Xu Yan-Tian, Liu De-Jie, Meng Fan-Ying, Li Guang-Bing, Liu Jun
Department of Liver Transplantation and Hepatobiliary Surgery, Shandong Provincial Hospital Affiliated to Shandong University, Jinan 250021, China.
Hepatobiliary Pancreat Dis Int. 2014 Jun;13(3):328-31. doi: 10.1016/s1499-3872(14)60256-3.

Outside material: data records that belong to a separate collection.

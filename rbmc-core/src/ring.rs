//! A consistent-hash ring mapping keys to server indices.
//!
//! This only computes *which* index owns a key; it knows nothing about
//! engines, connections, or I/O. [`crate::router::ConsistentHashRouter`]
//! pairs it with a `Vec` of engines in the same order the ring was built
//! with.

use murmur3::murmur3_32;

/// The number of ring positions handed out per server by default. Each
/// server gets an equal share, so the ring stays balanced as long as
/// `size` is a multiple of the server count.
const DEFAULT_RING_SIZE: usize = 360;

#[derive(Debug, Clone)]
pub struct HashRing {
    // Sorted by ring position; `find_bucket` binary-searches this.
    buckets: Vec<(u32, usize)>,
}

impl HashRing {
    pub fn new(labels: &[String]) -> Self {
        HashRing::with_size(labels, DEFAULT_RING_SIZE)
    }

    pub fn with_size(labels: &[String], size: usize) -> Self {
        let mut buckets = vec![];
        if labels.is_empty() {
            return HashRing { buckets };
        }
        let share = size / labels.len();
        for (index, label) in labels.iter().enumerate() {
            for i in 0..share {
                let hash = murmur3_32(&mut label.as_bytes(), i as u32)
                    .expect("murmur3 over an in-memory buffer cannot fail");
                buckets.push((hash, index));
            }
        }
        buckets.sort_unstable();
        HashRing { buckets }
    }

    /// The index of the server owning `key`.
    ///
    /// # Panics
    ///
    /// Panics if the ring was built from an empty label list.
    pub fn index_for(&self, key: &[u8]) -> usize {
        let mut key = key;
        let ring_pos = murmur3_32(&mut key, 0).expect("murmur3 over an in-memory buffer cannot fail");
        let bucket_index = self
            .buckets
            .binary_search_by_key(&ring_pos, |(pos, _)| *pos)
            .unwrap_or_else(|next| next);
        let (_, index) = self.buckets.get(bucket_index).copied().unwrap_or(self.buckets[0]);
        index
    }
}

#[cfg(test)]
mod tests {
    use super::*;

    #[test]
    fn test_get_index_is_stable_per_server_label() {
        let labels = vec![
            "localhost:11211".to_string(),
            "localhost:11212".to_string(),
            "localhost:11213".to_string(),
        ];
        let ring = HashRing::new(&labels);
        assert_eq!(ring.index_for(b"localhost:11211"), 0);
        assert_eq!(ring.index_for(b"localhost:11212"), 1);
        assert_eq!(ring.index_for(b"localhost:11213"), 2);
        // Stable: calling twice for the same key returns the same owner.
        assert_eq!(ring.index_for(b"q"), ring.index_for(b"q"));
    }

    #[test]
    fn test_boundary_behavior_matches_known_buckets() {
        let labels = vec!["localhost:11211".to_string(), "localhost:11212".to_string()];
        let ring = HashRing::with_size(&labels, 2);
        assert_eq!(ring.buckets, vec![(748582396, 1), (1636863978, 0)]);
        assert_eq!(ring.index_for(b"q"), 1);
    }

    #[test]
    fn test_empty_ring_has_no_buckets() {
        let ring = HashRing::new(&[]);
        assert!(ring.buckets.is_empty());
    }
}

Liver transplantation for autoimmune hepatitis (AIH) is usually successful with excellent long-term outcomes, but primary disease may recur. The recurrence of AIH is a significant cause of graft loss. This study was to analyze the effect of splenectomy in preventing AIH relapse. The clinical courses of 12 patients who had transplantation for AIH were analyzed retrospectively. All patients were subjected to transplantation for end-stage liver disease caused by chronic AIH. Based on the duration of immunosuppressive treatment before liver transplantation, simultaneous splenectomy was performed in ten patients. Two patients underwent liver transplantation without splenectomy, one of them developed recurrent AIH and died from graft failure caused by AIH relapse. However, no episode of AIH recurrence was observed in patients who had undergone simultaneous splenectomy. Splenectomy might be an option to prevent AIH relapse in some patients with high risk factors.
自身免疫性肝炎(AIH)肝移植通常很成功,长期疗效良好,但原发性疾病可能复发。AIH复发是移植物丢失的重要原因。本研究旨在分析脾切除术在预防AIH复发中的作用。回顾性分析了12例因AIH接受移植患者的临床病程。所有患者均因慢性AIH导致的终末期肝病接受移植。根据肝移植前免疫抑制治疗的持续时间,10例患者同时行脾切除术。2例患者未行脾切除术接受肝移植,其中1例发生AIH复发,死于AIH复发导致的移植物衰竭。然而,同时行脾切除术的患者未观察到AIH复发事件。对于一些具有高风险因素的患者,脾切除术可能是预防AIH复发的一种选择。